Signage provided by Impression Media touts many of the businesses and organizations who donated or gave their time to make the Roosevelt Student Wellness Center possible.

Hagyari credits the push by Chaney and many in the community coming together. Even more people are excited and now using the building in every demographic.

Phase Five of the project will involve the area outside the center and will include a playground, basketball and pickleball courts, a putting green and multipurpose field. Stacie Bacorn of the Autism Society of Mahoning Valley has been working with the organization to make the playground inclusive.

Pam and Joe Kerola of the Lauretta Foundation will help with the playground as well. Pam Kerola said they got involved because her father-in-law loved sports and wanted a center with things for children to do in the community, while her mother-in-law just loved all children. They would have “been over the moon” about what Chaney and his organization have created, she added.

“James has really fulfilled my father-in-law’s dream, so whatever we can do to help them is just a blessing,” Kerola said. “It’s truly been an honor for us, because it speaks to what my father-in-law envisioned and what my mother-in-law would have absolutely loved.”

Additional plans indoors include a golf simulator and netting to protect those using the workout equipment.
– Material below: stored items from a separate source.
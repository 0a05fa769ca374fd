use std::fmt;
use std::time::Duration;

use serde::Deserialize;

use crate::core::SzamlaError;

pub const DEFAULT_API_BASE: &str = "https://www.szamlazz.hu/";

/// Request timeout used when none is configured.
pub const DEFAULT_TIMEOUT: Duration = Duration::from_secs(20);

/// Connection and account settings for [`SzamlaClient`](super::SzamlaClient).
///
/// Can be built with the setters below or deserialized by the embedding
/// application; every field has a default.
#[derive(Clone, PartialEq, Deserialize)]
#[serde(default)]
pub struct ClientConfig {
    pub username: Option<String>,
    pub password: Option<String>,
    pub api_base: String,
    /// Request timeout in milliseconds.
    pub timeout_ms: u64,
    /// Ask the API to return the finished PDF in the response.
    pub download_invoice: bool,
    /// Issue electronic invoices, unless a document sets the flag itself.
    pub e_invoice: bool,
}

impl Default for ClientConfig {
    fn default() -> Self {
        Self {
            username: None,
            password: None,
            api_base: DEFAULT_API_BASE.to_string(),
            timeout_ms: duration_ms(DEFAULT_TIMEOUT),
            download_invoice: false,
            e_invoice: false,
        }
    }
}

impl ClientConfig {
    pub fn new(username: impl Into<String>, password: impl Into<String>) -> Self {
        Self {
            username: Some(username.into()),
            password: Some(password.into()),
            ..Self::default()
        }
    }

    pub fn api_base(mut self, base: impl Into<String>) -> Self {
        self.api_base = base.into();
        self
    }

    /// Sub-millisecond timeouts are rounded up to one millisecond.
    pub fn timeout(mut self, timeout: Duration) -> Self {
        self.timeout_ms = duration_ms(timeout);
        self
    }

    pub fn download_invoice(mut self, download: bool) -> Self {
        self.download_invoice = download;
        self
    }

    pub fn e_invoice(mut self, e_invoice: bool) -> Self {
        self.e_invoice = e_invoice;
        self
    }

    pub fn request_timeout(&self) -> Duration {
        Duration::from_millis(self.timeout_ms.max(1))
    }

    /// Username and password, both required.
    pub fn credentials(&self) -> Result<(&str, &str), SzamlaError> {
        match (self.username.as_deref(), self.password.as_deref()) {
            (Some(username), Some(password)) => Ok((username, password)),
            _ => Err(SzamlaError::MissingCredentials),
        }
    }
}

fn duration_ms(duration: Duration) -> u64 {
    u64::try_from(duration.as_millis()).unwrap_or(u64::MAX).max(1)
}

impl fmt::Debug for ClientConfig {
    fn fmt(&self, f: &mut fmt::Formatter<'_>) -> fmt::Result {
        f.debug_struct("ClientConfig")
            .field("username", &self.username)
            .field("password", &self.password.as_ref().map(|_| "***"))
            .field("api_base", &self.api_base)
            .field("timeout_ms", &self.timeout_ms)
            .field("download_invoice", &self.download_invoice)
            .field("e_invoice", &self.e_invoice)
            .finish()
    }
}

#[cfg(test)]
mod tests {
    use super::*;

    #[test]
    fn defaults() {
        let config = ClientConfig::default();
        assert_eq!(config.api_base, "https://www.szamlazz.hu/");
        assert_eq!(config.request_timeout(), Duration::from_secs(20));
        assert!(!config.download_invoice);
        assert!(!config.e_invoice);
        assert!(matches!(config.credentials(), Err(SzamlaError::MissingCredentials)));
    }

    #[test]
    fn deserializes_partial_config() {
        let config: ClientConfig = serde_json::from_str(
            r#"{"username": "user", "password": "pw", "download_invoice": true, "timeout_ms": 5000}"#,
        )
        .unwrap();
        assert_eq!(config.credentials().unwrap(), ("user", "pw"));
        assert!(config.download_invoice);
        assert_eq!(config.request_timeout(), Duration::from_secs(5));
        assert_eq!(config.api_base, DEFAULT_API_BASE);
    }

    #[test]
    fn sub_second_timeouts_are_kept() {
        let config = ClientConfig::new("u", "p").timeout(Duration::from_millis(500));
        assert_eq!(config.request_timeout(), Duration::from_millis(500));

        let config = ClientConfig::new("u", "p").timeout(Duration::from_micros(10));
        assert_eq!(config.request_timeout(), Duration::from_millis(1));

        let config = ClientConfig {
            timeout_ms: 0,
            ..ClientConfig::default()
        };
        assert!(!config.request_timeout().is_zero());
    }

    #[test]
    fn password_alone_is_not_enough() {
        let config = ClientConfig {
            password: Some("pw".into()),
            ..ClientConfig::default()
        };
        assert!(config.credentials().is_err());
    }

    #[test]
    fn debug_hides_password() {
        let rendered = format!("{:?}", ClientConfig::new("user", "hunter2"));
        assert!(rendered.contains("user"));
        assert!(!rendered.contains("hunter2"));
    }
}
#![no_main]

use libfuzzer_sys::fuzz_target;
use szamla::core::AttributeTree;

fuzz_target!(|data: &[u8]| {
    let Ok(s) = std::str::from_utf8(data) else {
        return;
    };
    let mut tree = AttributeTree::new();
    for path in s.lines() {
        tree.set(path, path);
        if !path.is_empty() {
            assert_eq!(tree.get(path).and_then(|v| v.as_str()), Some(path));
        }
        let _ = tree.remove(path);
    }
});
Hagyari wants more signage in the lobby, like a mural that harkens back to the memory of the gym that once hosted sporting events and proms.

A whistle hangs from the framework holding one of the basketball hoops, placed there by the school’s custodians as a reminder of Chaney’s first-grade gym teacher, Jack Thiel, who retired after teaching there for 30 years.

The brick building is full of memories and history, and now it has a future.